The back end takes as input the output that Davis-Putnam generates when run on the output of the front end. It generates as output the list of the sets in Y. For instance, one possible output for the above problem would be
```3 e g
5 b d f h
6 a c i
```
If the input indicates that the clauses have no solution, the back end should output the message "NO SOLUTION".

### Another example for Davis-Putnam

The following is the input-output pair just for the Davis-Putnam module --- not the front and back ends --- corresponding to the example in the class notes.
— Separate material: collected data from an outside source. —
use socrata_api::{Client, DataValue, Error, QueryParams, DEFAULT_PAGE_SIZE};
use wiremock::matchers::{method, path, query_param};
use wiremock::{Mock, MockServer, ResponseTemplate};

fn json_rows(start: usize, count: usize) -> String {
    let rows: Vec<serde_json::Value> = (start..start + count)
        .map(|i| serde_json::json!({"id": i, "name": format!("row-{}", i)}))
        .collect();
    serde_json::Value::Array(rows).to_string()
}

fn json_client(server: &MockServer) -> Client {
    Client::new(format!("{}/resource/abcd.json", server.uri())).with_token("t")
}

#[tokio::test]
async fn fetch_table_decodes_json_records() {
    let server = MockServer::start().await;
    Mock::given(method("GET"))
        .and(path("/resource/abcd.json"))
        .and(query_param("$$app_token", "t"))
        .respond_with(ResponseTemplate::new(200).set_body_string(json_rows(0, 2)))
        .mount(&server)
        .await;

    let client = json_client(&server);
    let table = client.fetch_table().await.unwrap();
    assert_eq!(table.len(), 2);
    assert_eq!(table.get(0, "id"), Some(&DataValue::Integer(0)));
    assert_eq!(table.get(1, "name"), Some(&DataValue::Text("row-1".into())));
}

#[tokio::test]
async fn fetch_table_decodes_csv() {
    let server = MockServer::start().await;
    Mock::given(method("GET"))
        .and(path("/resource/abcd.csv"))
        .respond_with(
            ResponseTemplate::new(200).set_body_string("id,name\n0,zero\n1,one\n"),
        )
        .mount(&server)
        .await;

    let client = Client::new(format!("{}/resource/abcd.csv", server.uri())).with_token("t");
    let table = client.fetch_table().await.unwrap();
    assert_eq!(table.columns(), &["id", "name"]);
    assert_eq!(table.len(), 2);
    assert_eq!(table.get(0, "name"), Some(&DataValue::Text("zero".into())));
}

#[tokio::test]
async fn paged_fetch_concatenates_until_an_empty_page() {
    let server = MockServer::start().await;
    for (offset, count) in [(0usize, 1000usize), (1000, 1000), (2000, 437), (3000, 0)] {
        Mock::given(method("GET"))
            .and(path("/resource/abcd.json"))
            .and(query_param("$limit", "1000"))
            .and(query_param("$offset", offset.to_string().as_str()))
            .respond_with(ResponseTemplate::new(200).set_body_string(json_rows(offset, count)))
            .expect(1)
            .mount(&server)
            .await;
    }

    let mut client = json_client(&server);
    let table = client.fetch_all_pages(DEFAULT_PAGE_SIZE).await.unwrap();
    assert_eq!(table.len(), 2437);
    // Row order is preserved within and across pages.
    assert_eq!(table.get(0, "id"), Some(&DataValue::Integer(0)));
    assert_eq!(table.get(1000, "id"), Some(&DataValue::Integer(1000)));
    assert_eq!(table.get(2436, "id"), Some(&DataValue::Integer(2436)));
    assert_eq!(server.received_requests().await.unwrap().len(), 4);
}

#[tokio::test]
async fn paged_fetch_honors_an_existing_limit_param() {
    let server = MockServer::start().await;
    for (offset, count) in [(0usize, 500usize), (500, 0)] {
        Mock::given(method("GET"))
            .and(path("/resource/abcd.json"))
            .and(query_param("$limit", "500"))
            .and(query_param("$offset", offset.to_string().as_str()))
            .respond_with(ResponseTemplate::new(200).set_body_string(json_rows(offset, count)))
            .expect(1)
            .mount(&server)
            .await;
    }

    let mut client = json_client(&server).with_params(QueryParams::new().with_limit(500));
    let table = client.fetch_all_pages(DEFAULT_PAGE_SIZE).await.unwrap();
    assert_eq!(table.len(), 500);
}

#[tokio::test]
async fn paged_fetch_with_an_empty_first_page_makes_one_request() {
    let server = MockServer::start().await;
    Mock::given(method("GET"))
        .and(path("/resource/abcd.json"))
        .respond_with(ResponseTemplate::new(200).set_body_string("[]"))
        .expect(1)
        .mount(&server)
        .await;

    let mut client = json_client(&server);
    let table = client.fetch_all_pages(DEFAULT_PAGE_SIZE).await.unwrap();
    assert!(table.is_empty());
    assert_eq!(server.received_requests().await.unwrap().len(), 1);
}

#[tokio::test]
async fn paged_fetch_pages_through_csv() {
    let server = MockServer::start().await;
    for (offset, body) in [
        (0usize, "id,name\n0,zero\n1,one\n"),
        (2, "id,name\n2,two\n"),
        (4, "id,name\n"),
    ] {
        Mock::given(method("GET"))
            .and(path("/resource/abcd.csv"))
            .and(query_param("$offset", offset.to_string().as_str()))
            .respond_with(ResponseTemplate::new(200).set_body_string(body))
            .expect(1)
            .mount(&server)
            .await;
    }

    let mut client = Client::new(format!("{}/resource/abcd.csv", server.uri()))
        .with_token("t")
        .with_params(QueryParams::new().with_limit(2));
    let table = client.fetch_all_pages(DEFAULT_PAGE_SIZE).await.unwrap();
    assert_eq!(table.len(), 3);
    assert_eq!(table.get(2, "name"), Some(&DataValue::Text("two".into())));
}

#[tokio::test]
async fn paged_fetch_aborts_on_a_mid_loop_failure() {
    let server = MockServer::start().await;
    Mock::given(method("GET"))
        .and(path("/resource/abcd.json"))
        .and(query_param("$offset", "0"))
        .respond_with(ResponseTemplate::new(200).set_body_string(json_rows(0, 2)))
        .mount(&server)
        .await;
    Mock::given(method("GET"))
        .and(path("/resource/abcd.json"))
        .and(query_param("$offset", "2"))
        .respond_with(ResponseTemplate::new(500).set_body_string("Internal Server Error"))
        .mount(&server)
        .await;

    let mut client = json_client(&server).with_params(QueryParams::new().with_limit(2));
    let err = client.fetch_all_pages(DEFAULT_PAGE_SIZE).await.unwrap_err();
    assert!(matches!(err, Error::HttpStatus { status: 500, .. }));
}

#[tokio::test]
async fn unsupported_suffix_makes_no_request() {
    let server = MockServer::start().await;

    let client = Client::new(format!("{}/resource/abcd.xml", server.uri())).with_token("t");
    let err = client.fetch_table().await.unwrap_err();
    assert!(matches!(err, Error::UnsupportedFormat { .. }));

    let mut client = Client::new(format!("{}/resource/abcd.xml", server.uri())).with_token("t");
    let err = client.fetch_all_pages(DEFAULT_PAGE_SIZE).await.unwrap_err();
    assert!(matches!(err, Error::UnsupportedFormat { .. }));

    assert!(server.received_requests().await.unwrap().is_empty());
}

#[tokio::test]
async fn missing_token_makes_no_request() {
    let server = MockServer::start().await;

    let client = Client::new(format!("{}/resource/abcd.json", server.uri()));
    assert!(matches!(client.fetch_raw().await, Err(Error::MissingToken)));
    assert!(matches!(client.fetch_table().await, Err(Error::MissingToken)));
    assert!(server.received_requests().await.unwrap().is_empty());
}

#[tokio::test]
async fn non_success_status_is_surfaced() {
    let server = MockServer::start().await;
    Mock::given(method("GET"))
        .and(path("/resource/abcd.json"))
        .respond_with(ResponseTemplate::new(403).set_body_string("Forbidden"))
        .mount(&server)
        .await;

    let client = json_client(&server);
    match client.fetch_table().await.unwrap_err() {
        Error::HttpStatus { status, body } => {
            assert_eq!(status, 403);
            assert_eq!(body, "Forbidden");
        }
        other => panic!("expected HttpStatus, got {:?}", other),
    }
}

#[tokio::test]
async fn malformed_body_is_a_decode_error() {
    let server = MockServer::start().await;
    Mock::given(method("GET"))
        .and(path("/resource/abcd.json"))
        .respond_with(ResponseTemplate::new(200).set_body_string("{not valid json}"))
        .mount(&server)
        .await;

    let client = json_client(&server);
    assert!(matches!(
        client.fetch_table().await.unwrap_err(),
        Error::Decode(_)
    ));
}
### PART II: EXPERIMENTATION

First, write a program RandomEXS(N,K,S) that takes as input three numbers N, K, and S, and generates an instance of EXACT SET COVER where the set U has N elements; the collection W has K elements; and each set in W has S distinct elements chosen at random from U.

Second, try to map out the phase-transition behavior as a function of K where N=20 and S=4. That is: when K < 5 there are no solutions, so these are not worth bothering with. When K = 5 and not much larger than 5, few random instances will have solutions, and presumably your program will run quickly. If K is sufficiently large (I don't know how large is "sufficiently") then almost all instances will have solutions, and again presumably the program will generally run quickly. At some value of K in between, about half the instances will have solution; at that value and values close to it, the problem will probably run much more slowly.

So begin by trying small values of K and large values of K and then squeeze toward the middle to hone in on the transition value of K as close as you can. At each value of K that you test, you should run at least 10 instances. If this becomes impossibly time consuming for some value of K, then you can report that as a transitional value, and stop search at that point. For each value of K that you test, you should report: (a) the percentage of instances that have a solution; (b) the average and median time required for Davis-Putnam to execute.

### Deliverable

You should email to the TA (a) the source code; (b) instructions for running it; (c) the report on your experimentation. You should also email your report to me, but do not mail me the code or the running instructions. You do not have to email the code for RandomEXS or for running the experiment.